Tuesday 20 March 2007

On Expats and Milton Keynes Man

I have to turn my attention to the Portofino Restaurant and adjoining Bush Bar.

Considering that Intels, Integrated Logistics, have to cater for a truly multinational clientele, they haven’t done that bad. OK, so the prices are pretty extortionate, for Nigeria that is, but think of the poor sods sweating their lives out in the Smoke. At least 40% of their salaries overtly gobbled up by the taxman and, since the peoples party came to power, God only knows what percentage scoffed up covertly. Just a cup of coffee needs the crinkly stuff, not the shrapnel.

I have no idea which eloquent individual pointed out that most men live lives of quiet desperation but whoever he was (and I am in the Bush Bar now, therefore, devoid of an internet connection that would allow me to check), he was bang on the nail. So how come these guys here have the gall to complain about £1.70 for a large scotch or £5 for a decent pizza? Especially when, for a decent tip, you can get the waitress thrown in as well?

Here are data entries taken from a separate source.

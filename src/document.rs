//! JSON node-tree documents.
//!
//! ```json
//! {
//!   "name": "app",
//!   "style": { "direction": "column", "padding_top": 10 },
//!   "children": [
//!     { "name": "input", "style": { "flex": 1 }, "size": [{ "at_least": 100 }, 15] }
//!   ]
//! }
//! ```
//!
//! Style values may be strings or numbers; `null` resets the property.
//! Properties are applied in name order, so the `padding` shorthand lands
//! before any `padding_*` side.

use anyhow::{Context, Result};
use pack_core::{Dimension, IntrinsicSize, NodeId, NodeTree, Property, Style};
use serde::Deserialize;
use std::collections::BTreeMap;
use std::fs;
use std::path::Path;
use tracing::debug;

#[derive(Debug, Clone, Deserialize)]
#[serde(untagged)]
pub enum StyleValue {
    Number(f64),
    Text(String),
}

impl StyleValue {
    fn as_text(&self) -> String {
        match self {
            StyleValue::Number(number) => number.to_string(),
            StyleValue::Text(text) => text.clone(),
        }
    }
}

#[derive(Debug, Clone, Copy, Deserialize)]
#[serde(untagged)]
pub enum DimensionSpec {
    Fixed(f32),
    AtLeast { at_least: f32 },
}

impl From<DimensionSpec> for Dimension {
    fn from(spec: DimensionSpec) -> Self {
        match spec {
            DimensionSpec::Fixed(value) => Dimension::Fixed(value),
            DimensionSpec::AtLeast { at_least } => Dimension::AtLeast(at_least),
        }
    }
}

#[derive(Debug, Clone, Default, Deserialize)]
pub struct NodeSpec {
    #[serde(default)]
    pub name: String,

    #[serde(default)]
    pub style: BTreeMap<String, Option<StyleValue>>,

    /// Intrinsic `[width, height]`; either axis may be null
    #[serde(default)]
    pub size: Option<[Option<DimensionSpec>; 2]>,

    #[serde(default)]
    pub children: Vec<NodeSpec>,
}

impl NodeSpec {
    pub fn from_json(text: &str) -> Result<Self> {
        serde_json::from_str(text).context("Failed to parse node tree document")
    }

    pub fn load(path: &Path) -> Result<Self> {
        let text = fs::read_to_string(path)
            .with_context(|| format!("Failed to read {}", path.display()))?;
        Self::from_json(&text).with_context(|| format!("Invalid document {}", path.display()))
    }

    fn build_style(&self) -> Result<Style> {
        let mut style = Style::new();
        for (name, value) in &self.style {
            match value {
                Some(value) => {
                    style.set(name, &value.as_text()).with_context(|| {
                        format!("Node '{}': cannot set {}", self.name, name)
                    })?;
                }
                None => {
                    let property: Property = name
                        .parse()
                        .with_context(|| format!("Node '{}': cannot reset {}", self.name, name))?;
                    style.reset(property);
                }
            }
        }
        Ok(style)
    }

    fn intrinsic(&self) -> IntrinsicSize {
        match self.size {
            Some([width, height]) => IntrinsicSize {
                width: width.map(Dimension::from),
                height: height.map(Dimension::from),
            },
            None => IntrinsicSize::none(),
        }
    }
}

/// A loaded tree and its root.
#[derive(Debug, Clone)]
pub struct Document {
    pub tree: NodeTree,
    pub root: NodeId,
}

impl Document {
    pub fn build(spec: &NodeSpec) -> Result<Self> {
        let mut tree = NodeTree::new();
        let root = build_node(&mut tree, spec)?;
        debug!("Built tree of {} nodes", tree.len());
        Ok(Self { tree, root })
    }
}

fn build_node(tree: &mut NodeTree, spec: &NodeSpec) -> Result<NodeId> {
    let style = spec.build_style()?;
    let id = tree.create_leaf(spec.name.clone(), style, spec.intrinsic());
    for child_spec in &spec.children {
        let child = build_node(tree, child_spec)?;
        tree.append_child(id, child)?;
    }
    Ok(id)
}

Now don’t get me wrong, I do not necessarily approve of everything that I see around me but I have been around long enough to accept certain things as they are. The point that I am making is that for a lot of these guys, this is paradise and still they complain. If they have no money by the time they get home, wherever that might be, then that is because they have drunk deeply from the cup (big tips needed for excessive quaffing) but at least they go home with a gutful if not a wallet full. The poor bastard creaking under the strain of unbearable financial commitments merely to survive in UK has no choice. Deep joy for him is risking his wife’s wrath (thankfully they haven’t discovered Wahala in Milton Keynes yet) by stopping off at the closest ale house to the office at Marble Arch and sinking a few illicit pints before walking across the park to catch the train (always assuming that it turns up), arriving home, hours later, to a cold dinner, kissing the dog and kicking the kids, reading the mail (all marked ‘URGENT’, ‘PERSONAL’ and addressed to First Name, Last Name, Esquire, i.e. bills or bank statements, the latter seemingly favouring red ink) and then being expected to be a ‘good father’ (read school report, council child #1, sympathise with hockey injury sustained by child #2, you arrived late which is why youngest, child #3 is still not in bed and hyper active, so bath the little git and read story) while darling wife is on her fourth G&T and you haven’t even had a whiff of the malt and the fire has gone out ‘cos the darling wife has already decided it is too late and besides, logs are expensive and we’re economizing. Oh, and by the way, she tried to use her Selfridges card and it didn’t go through. And yes, she has a headache.

No wonder London’s green areas are filled with lonely, bitter old men (in their early thirties) with plastic gloves and pooper scoopers following some bloody under exercised mutt around and wondering what life is all about. Milton Keynes must be a compost heap by now.

No, let’s face it. There are some serious disadvantages to being an expat and doing the type of work that we do but, on the whole, it’s not bad. Going back to the UK taxman, I’d rather have my head tapped with an overgrown walking stick and be sat upon by a flatulent native for a few days while mosquitoes drain my blood than be literally sucked dry by the vampires that profess to be ‘elected representatives’. At least when I finally get back, headache and all (not to UK, I’m talking about Port Harcourt, or Cape Town or Belize City, anywhere I happen to be calling home at the time), I know exactly where I can go to find some caring young thing who has never heard of Paracetamol’s effectiveness as a contraceptive and will make me feel like a million dollars (however briefly) rather than be somebody with a marginally acceptable post code yet reduced to shoveling dogshit off the sidewalk. And still these bastards complain. Unbelievable.

So here I am in the Bush Bar. OK, there are cheaper places in town and I am planning the next acquisition, this time in São Tomé, so I really do not want to be quaffing too deeply (there are too many wild pig and game fish in São Tomé that would look better dressed and on my dining table) so I am watching the expenditure, albeit not as hard as Milton Keynes man. Let’s face it, though, if I run out of money it’s because I have been bloody stupid. MK man only needs an official letter saying his poll tax band has been redefined and the council official dealing with the case is an ex-government press officer, and he is fucked. Or it will be the interest on the Selfridges card that sees to him. Either way, he’s looking at a transverse walk off Blackfriar’s bridge with his suit pockets stuffed full of bricks while at the worst, I will wake up with the mother of all hangovers and an ex wife who hates me because I am the one not answering emails now.